König Horst Meyer (li.) war mit Teilen seines Königshauses und des Vorstands der St. Sebastianus Bruderschaft Schiefbahn zum traditionellen Oktoberfest in das Hubertusstift gekommen. Foto: Andrea Flatters

Es ist eine langjährige Tradition und war auch in diesem Jahr wieder eine schöne Abwechslung: Am Samstag (05.10.) feierten die Schützen der St. Sebastianus Bruderschaft Schiefbahn mit den Bewohnern des Seniorenheims „Hubertus-Stift“ ein fröhliches Oktoberfest.

Einige Schützen hatten den Speisesaal des Seniorenheims bereits im Vorfeld „bayrisch“ geschmückt – zum Besuch kamen dann das amtierende Königspaar Horst und Ina Meyer, Finanzminister „Basti“ Plum, die Hofdamen und Mitglieder des Bruderschaftsvorstandes.

Brudermeister Michael Klein und Heimleiter Anton Deidinger eröffneten das Fest um 11 Uhr, auch sein Nachfolger Christoph Venedey war eigens gekommen. Bewohnerin Erika Antwerpes begrüßte die Besucher mit einem Gedicht, danach wurde dann getanzt, gesungen und geschunkelt. Die Schützen hatten für die Bewohner echtes bayrisches Oktoberfest bestellt, zum Mittagessen servierten sie Würstchen mit Leberkäse, Kartoffelpüree und Sauerkraut.

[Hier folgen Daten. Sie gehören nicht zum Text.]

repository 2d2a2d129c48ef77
use std::path::PathBuf;
use std::sync::Arc;

use serde::Deserialize;

use crate::feed::holidayclassifier::DescriptionMarker;
use crate::feed::holidaysource::{
    HolidayFeed,
    IcalFileSource,
    IcalUrlSource,
    StaticHolidaySource
};
use crate::manager::manager::Manager;
use crate::manager::managererror::{
    ManagerError,
    parse_json_value
};
use crate::time::calendar::holiday::Holiday;

#[derive(Deserialize)]
enum FeedType {
    IcalUrl,
    IcalFile,
    Static
}

#[derive(Deserialize)]
struct FeedTypedObject {
    feed_type: FeedType
}

#[derive(Deserialize)]
struct IcalUrlJsonProp {
    url: String,
    #[serde(default)]
    description_marker: Option<String>
}

#[derive(Deserialize)]
struct IcalFileJsonProp {
    path: PathBuf,
    #[serde(default)]
    description_marker: Option<String>
}

#[derive(Deserialize)]
struct StaticJsonProp {
    holidays: Vec<Holiday>
}

fn marker(description_marker: Option<String>) -> Arc<DescriptionMarker> {
    Arc::new(description_marker
        .map(|m| DescriptionMarker::new(&m))
        .unwrap_or_default())
}

/// Builds a feed from a configuration entry such as
/// `{ "name": "Slovakia", "feed_type": "IcalUrl", "url": "https://..." }`.
pub fn holiday_feed_from_json(json_value: serde_json::Value) -> Result<HolidayFeed, ManagerError> {
    let typed_object: FeedTypedObject = parse_json_value(json_value.clone())?;
    match typed_object.feed_type {
        FeedType::IcalUrl => {
            let prop: IcalUrlJsonProp = parse_json_value(json_value)?;
            let source = IcalUrlSource::new(prop.url)
                .with_classifier(marker(prop.description_marker));
            Ok(HolidayFeed::IcalUrl(source))
        },
        FeedType::IcalFile => {
            let prop: IcalFileJsonProp = parse_json_value(json_value)?;
            let source = IcalFileSource::new(prop.path)
                .with_classifier(marker(prop.description_marker));
            Ok(HolidayFeed::IcalFile(source))
        },
        FeedType::Static => {
            let prop: StaticJsonProp = parse_json_value(json_value)?;
            Ok(HolidayFeed::Static(StaticHolidaySource::new(prop.holidays)))
        }
    }
}

pub struct HolidayFeedManager;

impl HolidayFeedManager {
    pub fn new() -> Manager<HolidayFeed> {
        Manager::new(holiday_feed_from_json)
    }
}
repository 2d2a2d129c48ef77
pub mod configuration;

pub mod feed {
    pub mod feederror;
    pub mod holidayclassifier;
    pub mod icalparser;
    pub mod holidaysource;
    pub mod holidayfeedmanager;
}

pub mod manager {
    pub mod managererror;
    pub mod manager;
}

pub mod time {
    pub mod utility;
    pub mod weekday;
    pub mod rangeofdates;
    pub mod workdays;
    pub mod daterangeformatter;

    pub mod calendar {
        pub mod holiday;
        pub mod holidaycalendar;
        pub mod holidaylistcalendar;
    }
}

pub mod workdayrequest;
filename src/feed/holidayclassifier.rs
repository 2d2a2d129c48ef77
/// The parts of a calendar event a classifier gets to look at.
#[derive(Debug, Clone, Copy, Default)]
pub struct FeedEvent<'a> {
    pub summary: Option<&'a str>,
    pub description: Option<&'a str>
}

/// Decides whether a feed event is a public holiday.
pub trait HolidayClassifier: Send + Sync {
    fn is_public_holiday(&self, event: &FeedEvent<'_>) -> bool;
}

impl<F> HolidayClassifier for F
where F: Fn(&FeedEvent<'_>) -> bool + Send + Sync {
    fn is_public_holiday(&self, event: &FeedEvent<'_>) -> bool {
        self(event)
    }
}

pub const PUBLIC_HOLIDAY_MARKER: &str = "public holiday";

/// Accepts events whose description contains a marker, ignoring case.
///
/// Public holiday calendars published by Google put "Public holiday" in the
/// description, while observances carry other text.
#[derive(Debug, Clone, PartialEq, Eq)]
pub struct DescriptionMarker {
    marker: String
}

impl DescriptionMarker {
    pub fn new(marker: &str) -> DescriptionMarker {
        DescriptionMarker { marker: marker.to_lowercase() }
    }

    pub fn marker(&self) -> &str {
        &self.marker
    }
}

impl Default for DescriptionMarker {
    fn default() -> Self {
        DescriptionMarker::new(PUBLIC_HOLIDAY_MARKER)
    }
}

impl HolidayClassifier for DescriptionMarker {
    fn is_public_holiday(&self, event: &FeedEvent<'_>) -> bool {
        event.description
            .map(|description| description.to_lowercase().contains(&self.marker))
            .unwrap_or(false)
    }
}
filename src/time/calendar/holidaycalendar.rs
use chrono::NaiveDate;

use crate::time::rangeofdates::RangeOfDates;

/// Read-only holiday lookup.
///
/// `Send + Sync` so that `dyn HolidayCalendar` can be shared behind `Arc`.
pub trait HolidayCalendar: Send + Sync {
    fn is_holiday(&self, d: NaiveDate) -> bool;

    fn holiday_name(&self, d: NaiveDate) -> Option<&str>;

    fn holidays_between(&self, range: &RangeOfDates) -> Vec<NaiveDate> {
        range.iter().filter(|d| self.is_holiday(*d)).collect()
    }
}
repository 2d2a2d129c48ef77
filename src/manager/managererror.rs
use serde::de::DeserializeOwned;
use thiserror::Error;

#[derive(Debug, Error)]
pub enum ManagerError {
    #[error("cannot read configuration: {0}")]
    IOError(#[from] std::io::Error),

    #[error("invalid configuration: {0}")]
    JsonParseError(#[from] serde_json::Error),

    #[error("key '{0}' not found")]
    NameNotFoundError(String),

    #[error("key '{0}' defined more than once")]
    DuplicateNameError(String)
}

pub fn parse_json_value<T>(json_value: serde_json::Value) -> Result<T, ManagerError>
where T: DeserializeOwned {
    Ok(serde_json::from_value(json_value)?)
}
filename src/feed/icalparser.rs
use chrono::NaiveDate;
use ical::IcalParser;
use ical::parser::ical::component::IcalEvent;
use tracing::debug;

use crate::feed::feederror::FeedError;
use crate::feed::holidayclassifier::{
    FeedEvent,
    HolidayClassifier
};
use crate::time::calendar::holiday::Holiday;

fn property<'a>(event: &'a IcalEvent, name: &str) -> Option<&'a str> {
    event.properties
        .iter()
        .find(|p| p.name.eq_ignore_ascii_case(name))
        .and_then(|p| p.value.as_deref())
}

/// `DTSTART` is either a date (`20231101`) or a date-time
/// (`20231101T000000Z`); only the calendar day is kept.
fn parse_ical_date(value: &str) -> Result<NaiveDate, FeedError> {
    value.get(..8)
        .and_then(|ymd| NaiveDate::parse_from_str(ymd, "%Y%m%d").ok())
        .ok_or_else(|| FeedError::InvalidDate(value.to_owned()))
}

/// Extracts the public holidays of an iCalendar document.
///
/// Only `VEVENT` components are considered, and only those accepted by
/// `classifier` become holidays: start date from `DTSTART`, name from
/// `SUMMARY`. Holidays keep the order of the document.
pub fn parse_ical_holidays(ics: &str,
                           classifier: &dyn HolidayClassifier) -> Result<Vec<Holiday>, FeedError> {
    let mut holidays: Vec<Holiday> = Vec::new();
    let mut skipped = 0usize;
    for calendar in IcalParser::new(ics.as_bytes()) {
        let calendar = calendar?;
        for event in calendar.events.iter() {
            let summary = property(event, "SUMMARY");
            let feed_event = FeedEvent {
                summary,
                description: property(event, "DESCRIPTION")
            };
            if !classifier.is_public_holiday(&feed_event) {
                skipped += 1;
                continue;
            }
            let start = property(event, "DTSTART")
                .ok_or_else(|| FeedError::MissingStart(summary.unwrap_or_default().to_owned()))?;
            holidays.push(Holiday::new(parse_ical_date(start)?, summary.unwrap_or_default()));
        }
    }
    debug!(holidays = holidays.len(), skipped, "parsed iCalendar feed");
    Ok(holidays)
}
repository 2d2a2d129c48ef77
use std::convert::Infallible;

use chrono::NaiveDate;

use crate::time::calendar::holidaycalendar::HolidayCalendar;
use crate::time::rangeofdates::RangeOfDates;
use crate::time::weekday::{
    BusinessDaySet,
    is_business_day
};

/// Work days of `range` in ascending order.
///
/// Every day of the range is visited exactly once and `is_holiday` is called
/// once per visited day, holiday or not. A day is kept when it is not a
/// holiday and its week day belongs to `business_days`. The first error
/// returned by `is_holiday` stops the walk and is returned as is.
pub fn try_work_days<F, E>(range: &RangeOfDates,
                           business_days: &BusinessDaySet,
                           mut is_holiday: F) -> Result<Vec<NaiveDate>, E>
where F: FnMut(NaiveDate) -> Result<bool, E> {
    let mut work_days = Vec::with_capacity(range.len());
    for d in range.iter() {
        if is_holiday(d)? {
            continue;
        }
        if is_business_day(business_days, d) {
            work_days.push(d);
        }
    }
    Ok(work_days)
}

pub fn work_days<F>(range: &RangeOfDates,
                    business_days: &BusinessDaySet,
                    mut is_holiday: F) -> Vec<NaiveDate>
where F: FnMut(NaiveDate) -> bool {
    let result: Result<Vec<NaiveDate>, Infallible> =
        try_work_days(range, business_days, |d| Ok(is_holiday(d)));
    match result {
        Ok(work_days) => work_days,
        Err(never) => match never {}
    }
}

pub fn work_days_in_calendar(range: &RangeOfDates,
                             business_days: &BusinessDaySet,
                             calendar: &dyn HolidayCalendar) -> Vec<NaiveDate> {
    work_days(range, business_days, |d| calendar.is_holiday(d))
}
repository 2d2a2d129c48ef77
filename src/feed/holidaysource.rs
use std::future::Future;
use std::path::{
    Path,
    PathBuf
};
use std::sync::Arc;

use tracing::{
    error,
    info
};

use crate::feed::feederror::FeedError;
use crate::feed::holidayclassifier::{
    DescriptionMarker,
    HolidayClassifier
};
use crate::feed::icalparser::parse_ical_holidays;
use crate::time::calendar::holiday::Holiday;

/// Something that yields the public holidays of one feed.
///
/// A fetch resolves once with the complete list or fails once; there is no
/// retry and no timeout at this level.
pub trait HolidaySource: Send + Sync {
    fn fetch_holidays(&self) -> impl Future<Output = Result<Vec<Holiday>, FeedError>> + Send;

    /// Short identification used in log records.
    fn identifier(&self) -> String;
}

fn logged(identifier: String, result: Result<Vec<Holiday>, FeedError>) -> Result<Vec<Holiday>, FeedError> {
    match &result {
        Ok(holidays) => info!(feed = %identifier, holidays = holidays.len(), "holiday feed loaded"),
        Err(err) => error!(feed = %identifier, error = %err, "holiday feed failed")
    }
    result
}

// ─────────────────────────────────────────────────────────────────────────────
// IcalUrlSource
// ─────────────────────────────────────────────────────────────────────────────

/// iCalendar feed served over HTTP(S), e.g. the Slovak public holidays
/// calendar:
/// ```text
/// https://calendar.google.com/calendar/ical/en.slovak%23holiday%40group.v.calendar.google.com/public/basic.ics
/// ```
#[derive(Clone)]
pub struct IcalUrlSource {
    url: String,
    client: reqwest::Client,
    classifier: Arc<dyn HolidayClassifier>
}

impl IcalUrlSource {
    pub fn new(url: impl Into<String>) -> IcalUrlSource {
        IcalUrlSource {
            url: url.into(),
            client: reqwest::Client::new(),
            classifier: Arc::new(DescriptionMarker::default())
        }
    }

    pub fn with_classifier(mut self, classifier: Arc<dyn HolidayClassifier>) -> IcalUrlSource {
        self.classifier = classifier;
        self
    }

    pub fn url(&self) -> &str {
        &self.url
    }

    async fn download(&self) -> Result<Vec<Holiday>, FeedError> {
        let ics = self.client
            .get(&self.url)
            .send()
            .await?
            .error_for_status()?
            .text()
            .await?;
        parse_ical_holidays(&ics, self.classifier.as_ref())
    }
}

impl HolidaySource for IcalUrlSource {
    async fn fetch_holidays(&self) -> Result<Vec<Holiday>, FeedError> {
        logged(self.identifier(), self.download().await)
    }

    fn identifier(&self) -> String {
        self.url.clone()
    }
}

// ─────────────────────────────────────────────────────────────────────────────
// IcalFileSource
// ─────────────────────────────────────────────────────────────────────────────

/// iCalendar feed stored in a local file.
#[derive(Clone)]
pub struct IcalFileSource {
    path: PathBuf,
    classifier: Arc<dyn HolidayClassifier>
}

impl IcalFileSource {
    pub fn new(path: impl Into<PathBuf>) -> IcalFileSource {
        IcalFileSource {
            path: path.into(),
            classifier: Arc::new(DescriptionMarker::default())
        }
    }

    pub fn with_classifier(mut self, classifier: Arc<dyn HolidayClassifier>) -> IcalFileSource {
        self.classifier = classifier;
        self
    }

    pub fn path(&self) -> &Path {
        &self.path
    }

    async fn read(&self) -> Result<Vec<Holiday>, FeedError> {
        let ics = tokio::fs::read_to_string(&self.path).await?;
        parse_ical_holidays(&ics, self.classifier.as_ref())
    }
}

impl HolidaySource for IcalFileSource {
    async fn fetch_holidays(&self) -> Result<Vec<Holiday>, FeedError> {
        logged(self.identifier(), self.read().await)
    }

    fn identifier(&self) -> String {
        self.path.display().to_string()
    }
}

// ─────────────────────────────────────────────────────────────────────────────
// StaticHolidaySource
// ─────────────────────────────────────────────────────────────────────────────

/// Fixed list of holidays, no I/O.
#[derive(Clone, Default)]
pub struct StaticHolidaySource {
    holidays: Vec<Holiday>
}

impl StaticHolidaySource {
    pub fn new(holidays: Vec<Holiday>) -> StaticHolidaySource {
        StaticHolidaySource { holidays }
    }
}

impl HolidaySource for StaticHolidaySource {
    async fn fetch_holidays(&self) -> Result<Vec<Holiday>, FeedError> {
        Ok(self.holidays.clone())
    }

    fn identifier(&self) -> String {
        "static".to_owned()
    }
}

// ─────────────────────────────────────────────────────────────────────────────
// HolidayFeed
// ─────────────────────────────────────────────────────────────────────────────

/// A source picked at run time, from the command line or the configuration.
#[derive(Clone)]
pub enum HolidayFeed {
    IcalUrl(IcalUrlSource),
    IcalFile(IcalFileSource),
    Static(StaticHolidaySource)
}

impl HolidaySource for HolidayFeed {
    async fn fetch_holidays(&self) -> Result<Vec<Holiday>, FeedError> {
        match self {
            HolidayFeed::IcalUrl(source) => source.fetch_holidays().await,
            HolidayFeed::IcalFile(source) => source.fetch_holidays().await,
            HolidayFeed::Static(source) => source.fetch_holidays().await
        }
    }

    fn identifier(&self) -> String {
        match self {
            HolidayFeed::IcalUrl(source) => source.identifier(),
            HolidayFeed::IcalFile(source) => source.identifier(),
            HolidayFeed::Static(source) => source.identifier()
        }
    }
}
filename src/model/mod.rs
use std::env;
use anyhow::Result;
use reqwest::Client;
use serde_json::{json, Value};
use log::{info, debug};

/// Hugging Face identifier of the model served by the runtime.
pub const MODEL_ID: &str = "epfl-llm/meditron-7b";

/// Identifier reported to clients in successful responses.
pub const MODEL_TAG: &str = "meditron-7b-4bit";

// The assistant reply is taken from after the last occurrence of this
// marker. It does not match the ChatML turn markers in the prompt
// template; when it never appears the full generated text is returned.
const REPLY_MARKER: &str = "Meditron:";

/// Sampling parameters forwarded to the generation call. Values are not
/// validated here; an out-of-range value (a negative max_length, say) is
/// forwarded verbatim and fails at the runtime.
#[derive(Debug, Clone, Copy)]
pub struct GenerationParams {
    pub max_length: i64,
    pub temperature: f32,
    pub top_p: f32,
}

// A wrapper for the model runtime's text-generation API. Built once at
// startup and shared read-only across requests; nothing here is mutated
// after construction.
pub struct MeditronPipeline {
    server_url: String,
    client: Client,
}

impl MeditronPipeline {
    pub async fn new() -> Result<Self> {
        info!("Initializing pipeline for {} (4-bit)", MODEL_ID);

        // Get runtime URL from environment or use default
        let server_url = env::var("MEDITRON_SERVER_URL")
            .unwrap_or_else(|_| "http://localhost:8081".to_string());

        info!("Using model runtime at: {}", server_url);

        Ok(Self::from_url(server_url))
    }

    pub fn from_url(server_url: String) -> Self {
        Self {
            server_url,
            client: Client::new(),
        }
    }

    /// Runs one generation pass and returns the extracted assistant reply.
    ///
    /// The connection to the runtime is held open for the full inference;
    /// there is no timeout, retry, or cancellation path.
    pub async fn generate(&self, prompt: &str, params: &GenerationParams) -> Result<String> {
        info!("Generating with max_length: {}", params.max_length);
        debug!("Prompt: {}", prompt);

        let url = format!("{}/generate", self.server_url);

        // Sampling is always enabled; the runtime pads with its
        // end-of-sequence token.
        let payload = json!({
            "inputs": prompt,
            "parameters": {
                "max_length": params.max_length,
                "temperature": params.temperature,
                "top_p": params.top_p,
                "do_sample": true,
            }
        });

        debug!("Payload: {}", payload);

        let response = self.client.post(&url)
            .json(&payload)
            .send()
            .await?;

        if !response.status().is_success() {
            let error_text = response.text().await?;
            return Err(anyhow::anyhow!("generation request failed: {}", error_text));
        }

        let body: Value = response.json().await?;
        debug!("Response JSON: {}", body);

        let full_text = first_generated_text(&body)?;

        info!("Generated {} characters", full_text.len());
        Ok(extract_reply(full_text).to_string())
    }
}

// Pulls the first candidate's text out of the runtime's response, which
// is expected to be a JSON array of results carrying "generated_text".
fn first_generated_text(body: &Value) -> Result<&str> {
    body.get(0)
        .and_then(|result| result.get("generated_text"))
        .and_then(|text| text.as_str())
        .ok_or_else(|| anyhow::anyhow!("malformed pipeline output: missing generated_text"))
}

/// Trims the assistant reply out of the full generated text: everything
/// after the last reply marker, or the whole text when the marker is
/// absent, with surrounding whitespace removed.
pub fn extract_reply(full_text: &str) -> &str {
    match full_text.rfind(REPLY_MARKER) {
        Some(idx) => full_text[idx + REPLY_MARKER.len()..].trim(),
        None => full_text.trim(),
    }
}

#[cfg(test)]
mod tests {
    use super::*;

    #[test]
    fn reply_follows_last_marker() {
        let text = "some prompt echo Meditron: first Meditron:  second reply \n";
        assert_eq!(extract_reply(text), "second reply");
    }

    #[test]
    fn single_marker_keeps_suffix() {
        assert_eq!(
            extract_reply("Meditron: Drink water and rest."),
            "Drink water and rest."
        );
    }

    #[test]
    fn missing_marker_returns_full_trimmed_text() {
        assert_eq!(
            extract_reply("  plain generated text\n"),
            "plain generated text"
        );
    }

    #[test]
    fn marker_at_end_yields_empty_reply() {
        assert_eq!(extract_reply("lead-in Meditron:"), "");
    }

    #[test]
    fn first_generated_text_reads_first_candidate() {
        let body = json!([
            { "generated_text": "candidate one" },
            { "generated_text": "candidate two" }
        ]);
        assert_eq!(first_generated_text(&body).unwrap(), "candidate one");
    }

    #[test]
    fn empty_array_is_malformed() {
        assert!(first_generated_text(&json!([])).is_err());
    }

    #[test]
    fn non_array_body_is_malformed() {
        assert!(first_generated_text(&json!({ "generated_text": "x" })).is_err());
    }

    #[test]
    fn missing_field_is_malformed() {
        assert!(first_generated_text(&json!([{ "text": "x" }])).is_err());
    }

    #[test]
    fn non_string_field_is_malformed() {
        assert!(first_generated_text(&json!([{ "generated_text": 42 }])).is_err());
    }
}
mod model;
mod prompt;
mod web;

use actix_cors::Cors;
use actix_web::{App, HttpServer, web::Data};
use dotenv::dotenv;
use log::{info, error};

use model::MeditronPipeline;
use web::routes;

#[actix_web::main]
async fn main() -> std::io::Result<()> {
    // Initialize environment
    dotenv().ok();
    env_logger::init_from_env(env_logger::Env::new().default_filter_or("info"));

    info!("Starting meditron chat service");

    // Initialize the generation pipeline once; a failure here is fatal
    // and the process never starts serving.
    let pipeline = match MeditronPipeline::new().await {
        Ok(pipeline) => {
            info!("Meditron pipeline initialized");
            Data::new(pipeline)
        }
        Err(e) => {
            error!("Failed to initialize meditron pipeline: {}", e);
            std::process::exit(1);
        }
    };

    // Start web server
    HttpServer::new(move || {
        App::new()
            .app_data(pipeline.clone())
            // All origins, methods, and headers, with credentials.
            .wrap(Cors::permissive())
            .configure(routes::configure)
    })
    .bind(("0.0.0.0", 8000))?
    .run()
    .await
}
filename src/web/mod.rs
pub mod handlers;
pub mod models;
pub mod routes;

Viel Spaß hatten die Senioren beim Wettbewerb „Seppelhut-Werfen“: Jeder hatte fünf Würfe auf ein hölzernes Hirschgeweih. Den ersten Platz machte dann Marlene Bürks, Platz zwei ging an Gerda Neander und der dritte an Ingeborg Heidenreich. Bei den externen Gästen erreichte Herr Nietsche den ersten Platz.

Für Heimleiter Anton Deidinger war es das letzte Oktoberfest im Hubertusstift – wohl auch deshalb waren die Bewohner beim „Anton aus Tirol“ besonders sangesfreudig.

Sein Nachfolger Venedey sagte zu, dass die Kontakte zwischen dem Stift und den Schützen weiter gut bestehen bleiben sollten. Er sicherte jetzt schon zu, dass die Bewohner am Schützenfest-Montag wieder in das Festzelt kommen werden.